» **TASK REQUIREMENTS**: Copy the lines verbatim, beginning with the line that contains "a.depth = a.depth.max(b.depth);" and continuing through the end of the data, and only those lines.

» **MATERIAL FOR THE TASK**:
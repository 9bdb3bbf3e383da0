//! Pattern AST and construction-time validation
//!
//! A [`Pattern`] is an immutable tree with one node per matching rule. It is
//! built once and reused across any number of match evaluations.
//!
//! Before anything is matched, a pattern goes through [`CompiledPattern::new`],
//! which rejects ambiguous or malformed trees as a whole:
//!
//! - the same binder declared by two non-alternative siblings
//! - alternation branches that bind different name sets
//! - empty alternations/conjunctions, repeated mapping keys
//! - trees deeper than [`MAX_PATTERN_DEPTH`] or wider than [`MAX_BRANCHES`]
//!
//! The matcher only accepts a `CompiledPattern`, so a pattern that fails these
//! checks can never be half-matched.

use crate::{
    Callable, Extractor, PatternError, RegexExtractor, Value, MAX_BRANCHES, MAX_PATTERN_DEPTH,
};
use std::collections::HashSet;
use std::sync::Arc;

/// One position of a sequence pattern.
#[derive(Debug, Clone)]
pub enum Element {
    /// Match this position against a pattern.
    Pattern(Pattern),
    /// Skip this position: always matches, binds nothing.
    Hole,
}

impl Element {
    /// A hole, as in `[, dir]`.
    #[must_use]
    pub fn hole() -> Self {
        Self::Hole
    }
}

impl From<Pattern> for Element {
    fn from(pattern: Pattern) -> Self {
        Self::Pattern(pattern)
    }
}

/// A pattern tree.
///
/// # Example
///
/// ```
/// use pmatch::{CompiledPattern, Pattern, Value};
///
/// // { status: 200, body, ...rest }
/// let pattern = Pattern::mapping_with_rest(
///     [("status", Pattern::literal(200)), ("body", Pattern::bind("body"))],
///     "rest",
/// );
/// let compiled = CompiledPattern::new(pattern).unwrap();
/// assert_eq!(compiled.binders(), ["body", "rest"]);
///
/// let res = Value::mapping([("status", Value::from(200)), ("body", Value::from("x"))]);
/// assert!(compiled.match_value(&res).unwrap().is_match());
/// ```
#[derive(Debug, Clone)]
pub enum Pattern {
    /// Matches a value equal to this one.
    Literal(Value),

    /// Matches anything, binds nothing.
    Wildcard,

    /// Matches anything, binds the subject to the name.
    Binder(String),

    /// Matches a sequence position by position, optionally capturing the rest.
    Sequence {
        /// Positional element patterns.
        elements: Vec<Element>,
        /// Name bound to the remaining elements, if any.
        rest: Option<String>,
    },

    /// Matches a mapping key by key, optionally capturing the other keys.
    Mapping {
        /// `(key, pattern)` pairs; every key must be present.
        fields: Vec<(String, Pattern)>,
        /// Name bound to a mapping of the keys not named in `fields`.
        rest: Option<String>,
    },

    /// Matches if any branch matches, tried in order.
    Alternation(Vec<Pattern>),

    /// Matches if every member matches the same subject, tried in order.
    Conjunction(Vec<Pattern>),

    /// Matches if the function returns a truthy value for the subject.
    Predicate(Arc<dyn Callable>),

    /// Matches through an extractor, then destructures its output with `inner`.
    Extractor {
        /// The extractor attached to this pattern position.
        extractor: Arc<dyn Extractor>,
        /// Pattern for the extractor's value or groups.
        inner: Option<Box<Pattern>>,
    },

    /// Matches text against a regular expression, then destructures the captures.
    Regex {
        /// The regex adapter.
        extractor: Arc<RegexExtractor>,
        /// Pattern for the capture groups or the match record.
        groups_as: Option<Box<Pattern>>,
    },
}

impl Pattern {
    /// Matches subjects equal to `value`.
    pub fn literal(value: impl Into<Value>) -> Self {
        Self::Literal(value.into())
    }

    #[must_use]
    pub fn wildcard() -> Self {
        Self::Wildcard
    }

    /// Matches anything and binds it to `name`.
    pub fn bind(name: impl Into<String>) -> Self {
        Self::Binder(name.into())
    }

    /// Exact-length sequence pattern.
    pub fn sequence<I, E>(elements: I) -> Self
    where
        I: IntoIterator<Item = E>,
        E: Into<Element>,
    {
        Self::Sequence {
            elements: elements.into_iter().map(Into::into).collect(),
            rest: None,
        }
    }

    /// Sequence pattern binding the remaining elements to `rest`.
    pub fn sequence_with_rest<I, E>(elements: I, rest: impl Into<String>) -> Self
    where
        I: IntoIterator<Item = E>,
        E: Into<Element>,
    {
        Self::Sequence {
            elements: elements.into_iter().map(Into::into).collect(),
            rest: Some(rest.into()),
        }
    }

    /// Mapping pattern; extra keys in the subject are ignored.
    pub fn mapping<I, K>(fields: I) -> Self
    where
        I: IntoIterator<Item = (K, Pattern)>,
        K: Into<String>,
    {
        Self::Mapping {
            fields: fields.into_iter().map(|(k, p)| (k.into(), p)).collect(),
            rest: None,
        }
    }

    /// Mapping pattern binding the un-named keys to `rest`.
    pub fn mapping_with_rest<I, K>(fields: I, rest: impl Into<String>) -> Self
    where
        I: IntoIterator<Item = (K, Pattern)>,
        K: Into<String>,
    {
        Self::Mapping {
            fields: fields.into_iter().map(|(k, p)| (k.into(), p)).collect(),
            rest: Some(rest.into()),
        }
    }

    /// Shorthand field `{ name }`: key `name` bound to the binder `name`.
    pub fn field(name: impl Into<String>) -> (String, Pattern) {
        let name = name.into();
        (name.clone(), Self::Binder(name))
    }

    /// `a or b or …`
    pub fn any_of(branches: impl IntoIterator<Item = Pattern>) -> Self {
        Self::Alternation(branches.into_iter().collect())
    }

    /// `a and b and …`
    pub fn all_of(patterns: impl IntoIterator<Item = Pattern>) -> Self {
        Self::Conjunction(patterns.into_iter().collect())
    }

    /// Matches when `f` returns a truthy value for the subject.
    pub fn predicate(f: Arc<dyn Callable>) -> Self {
        Self::Predicate(f)
    }

    /// Bare extractor use: accept or reject, bind nothing.
    pub fn extract(extractor: Arc<dyn Extractor>) -> Self {
        Self::Extractor {
            extractor,
            inner: None,
        }
    }

    /// Extractor use whose output is destructured by `inner`.
    pub fn extract_into(extractor: Arc<dyn Extractor>, inner: Pattern) -> Self {
        Self::Extractor {
            extractor,
            inner: Some(Box::new(inner)),
        }
    }

    /// Regex test on a text subject, binding nothing.
    ///
    /// # Errors
    ///
    /// [`PatternError::InvalidRegex`] or [`PatternError::PatternTooLong`].
    pub fn regex(expression: &str) -> Result<Self, PatternError> {
        Ok(Self::Regex {
            extractor: Arc::new(RegexExtractor::compile(expression)?),
            groups_as: None,
        })
    }

    /// Regex test whose captures are destructured by `groups_as`.
    ///
    /// # Errors
    ///
    /// [`PatternError::InvalidRegex`] or [`PatternError::PatternTooLong`].
    pub fn regex_into(expression: &str, groups_as: Pattern) -> Result<Self, PatternError> {
        Ok(Self::Regex {
            extractor: Arc::new(RegexExtractor::compile(expression)?),
            groups_as: Some(Box::new(groups_as)),
        })
    }

    /// Returns `true` for sequence patterns.
    #[must_use]
    pub fn is_sequence(&self) -> bool {
        matches!(self, Self::Sequence { .. })
    }

    /// Returns `true` for mapping patterns.
    #[must_use]
    pub fn is_mapping(&self) -> bool {
        matches!(self, Self::Mapping { .. })
    }

    /// The structure this pattern destructures.
    ///
    /// Alternations and conjunctions take the shape their members agree on;
    /// members that accept anything do not vote.
    #[must_use]
    pub fn shape(&self) -> Shape {
        match self {
            Self::Sequence { .. } => Shape::Sequence,
            Self::Mapping { .. } => Shape::Mapping,
            Self::Alternation(members) | Self::Conjunction(members) => members
                .iter()
                .map(Pattern::shape)
                .fold(Shape::Any, Shape::join),
            _ => Shape::Any,
        }
    }
}

/// What an extractor's inner pattern wants to destructure.
#[derive(Debug, Clone, Copy, PartialEq, Eq)]
pub enum Shape {
    /// No structural demand (binders, wildcards, literals, predicates, extractors).
    Any,
    Sequence,
    Mapping,
    /// Members demand both sequences and mappings.
    Mixed,
}

impl Shape {
    fn join(self, other: Shape) -> Shape {
        match (self, other) {
            (Shape::Any, s) | (s, Shape::Any) => s,
            (a, b) if a == b => a,
            _ => Shape::Mixed,
        }
    }
}

// ═══════════════════════════════════════════════════════════════════════════════
// Compilation
// ═══════════════════════════════════════════════════════════════════════════════

/// A validated pattern, ready to match.
///
/// Cheap to clone; the tree is shared.
#[derive(Debug, Clone)]
pub struct CompiledPattern {
    pattern: Arc<Pattern>,
    binders: Vec<String>,
    depth: usize,
}

impl CompiledPattern {
    /// Validate `pattern`.
    ///
    /// # Errors
    ///
    /// - [`PatternError::AmbiguousBinding`]
    /// - [`PatternError::InconsistentAlternationBindings`]
    /// - [`PatternError::EmptyAlternation`] / [`PatternError::EmptyConjunction`]
    /// - [`PatternError::DuplicateKey`]
    /// - [`PatternError::DepthExceeded`] / [`PatternError::TooManyBranches`]
    pub fn new(pattern: Pattern) -> Result<Self, PatternError> {
        let analysis = analyze(&pattern, 1)?;
        Ok(Self {
            pattern: Arc::new(pattern),
            binders: analysis.binders,
            depth: analysis.depth,
        })
    }

    /// The underlying tree.
    #[must_use]
    pub fn pattern(&self) -> &Pattern {
        &self.pattern
    }

    /// Every name a successful match binds, in declaration order.
    #[must_use]
    pub fn binders(&self) -> &[String] {
        &self.binders
    }

    /// Nesting depth of the tree (a leaf has depth 1).
    #[must_use]
    pub fn depth(&self) -> usize {
        self.depth
    }
}

impl TryFrom<Pattern> for CompiledPattern {
    type Error = PatternError;

    fn try_from(pattern: Pattern) -> Result<Self, Self::Error> {
        Self::new(pattern)
    }
}

struct Analysis {
    binders: Vec<String>,
    depth: usize,
}

impl Analysis {
    fn leaf(level: usize) -> Self {
        Self {
            binders: Vec::new(),
            depth: level,
        }
    }

    fn declare(&mut self, name: &str) -> Result<(), PatternError> {
        if self.binders.iter().any(|b| b == name) {
            return Err(PatternError::AmbiguousBinding {
                name: name.to_owned(),
            });
        }
        self.binders.push(name.to_owned());
        Ok(())
    }

    /// Merge a non-alternative sibling: its names must be new.
    fn sibling(&mut self, other: Analysis) -> Result<(), PatternError> {
        for name in &other.binders {
            self.declare(name)?;
        }
        self.depth = self.depth.max(other.depth);
        Ok(())
    }
}

fn check_width(count: usize) -> Result<(), PatternError> {
    if count > MAX_BRANCHES {
        return Err(PatternError::TooManyBranches {
            count,
            max: MAX_BRANCHES,
        });
    }
    Ok(())
}

fn sorted(names: &[String]) -> Vec<String> {
    let mut names = names.to_vec();
    names.sort_unstable();
    names
}

fn analyze(pattern: &Pattern, level: usize) -> Result<Analysis, PatternError> {
    if level > MAX_PATTERN_DEPTH {
        return Err(PatternError::DepthExceeded {
            depth: level,
            max: MAX_PATTERN_DEPTH,
        });
    }

    match pattern {
        Pattern::Literal(_) | Pattern::Wildcard | Pattern::Predicate(_) => {
            Ok(Analysis::leaf(level))
        }
        Pattern::Binder(name) => {
            let mut a = Analysis::leaf(level);
            a.declare(name)?;
            Ok(a)
        }
        Pattern::Sequence { elements, rest } => {
            check_width(elements.len())?;
            let mut a = Analysis::leaf(level);
            for element in elements {
                if let Element::Pattern(p) = element {
                    a.sibling(analyze(p, level + 1)?)?;
                }
            }
            if let Some(rest) = rest {
                a.declare(rest)?;
            }
            Ok(a)
        }
        Pattern::Mapping { fields, rest } => {
            check_width(fields.len())?;
            let mut keys = HashSet::with_capacity(fields.len());
            let mut a = Analysis::leaf(level);
            for (key, p) in fields {
                if !keys.insert(key.as_str()) {
                    return Err(PatternError::DuplicateKey { key: key.clone() });
                }
                a.sibling(analyze(p, level + 1)?)?;
            }
            if let Some(rest) = rest {
                a.declare(rest)?;
            }
            Ok(a)
        }
        Pattern::Alternation(branches) => {
            let Some((first, others)) = branches.split_first() else {
                return Err(PatternError::EmptyAlternation);
            };
            check_width(branches.len())?;
            let mut a = analyze(first, level + 1)?;
            let expected = sorted(&a.binders);
            for (i, branch) in others.iter().enumerate() {
                let b = analyze(branch, level + 1)?;
                let found = sorted(&b.binders);
                if found != expected {
                    return Err(PatternError::InconsistentAlternationBindings {
                        expected,
                        found,
                        branch: i + 1,
                    });
                }
                a.depth = a.depth.max(b.depth);
            }
            a.depth = a.depth.max(level);
            Ok(a)
        }
        Pattern::Conjunction(patterns) => {
            if patterns.is_empty() {
                return Err(PatternError::EmptyConjunction);
            }
            check_width(patterns.len())?;
            let mut a = Analysis::leaf(level);
            for p in patterns {
                a.sibling(analyze(p, level + 1)?)?;
            }
            Ok(a)
        }
        Pattern::Extractor { inner, .. } => match inner {
            Some(inner) => {
                let mut a = Analysis::leaf(level);
                a.sibling(analyze(inner, level + 1)?)?;
                Ok(a)
            }
            None => Ok(Analysis::leaf(level)),
        },
        Pattern::Regex { groups_as, .. } => match groups_as {
            Some(groups_as) => {
                let mut a = Analysis::leaf(level);
                a.sibling(analyze(groups_as, level + 1)?)?;
                Ok(a)
            }
            None => Ok(Analysis::leaf(level)),
        },
    }
}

» **EXERCISE OUTPUT**:
                a.depth = a.depth.max(b.depth);
            }
            a.depth = a.depth.max(level);
            Ok(a)
        }
        Pattern::Conjunction(patterns) => {
            if patterns.is_empty() {
                return Err(PatternError::EmptyConjunction);
            }
            check_width(patterns.len())?;
            let mut a = Analysis::leaf(level);
            for p in patterns {
                a.sibling(analyze(p, level + 1)?)?;
            }
            Ok(a)
        }
        Pattern::Extractor { inner, .. } => match inner {
            Some(inner) => {
                let mut a = Analysis::leaf(level);
                a.sibling(analyze(inner, level + 1)?)?;
                Ok(a)
            }
            None => Ok(Analysis::leaf(level)),
        },
        Pattern::Regex { groups_as, .. } => match groups_as {
            Some(groups_as) => {
                let mut a = Analysis::leaf(level);
                a.sibling(analyze(groups_as, level + 1)?)?;
                Ok(a)
            }
            None => Ok(Analysis::leaf(level)),
        },
    }
}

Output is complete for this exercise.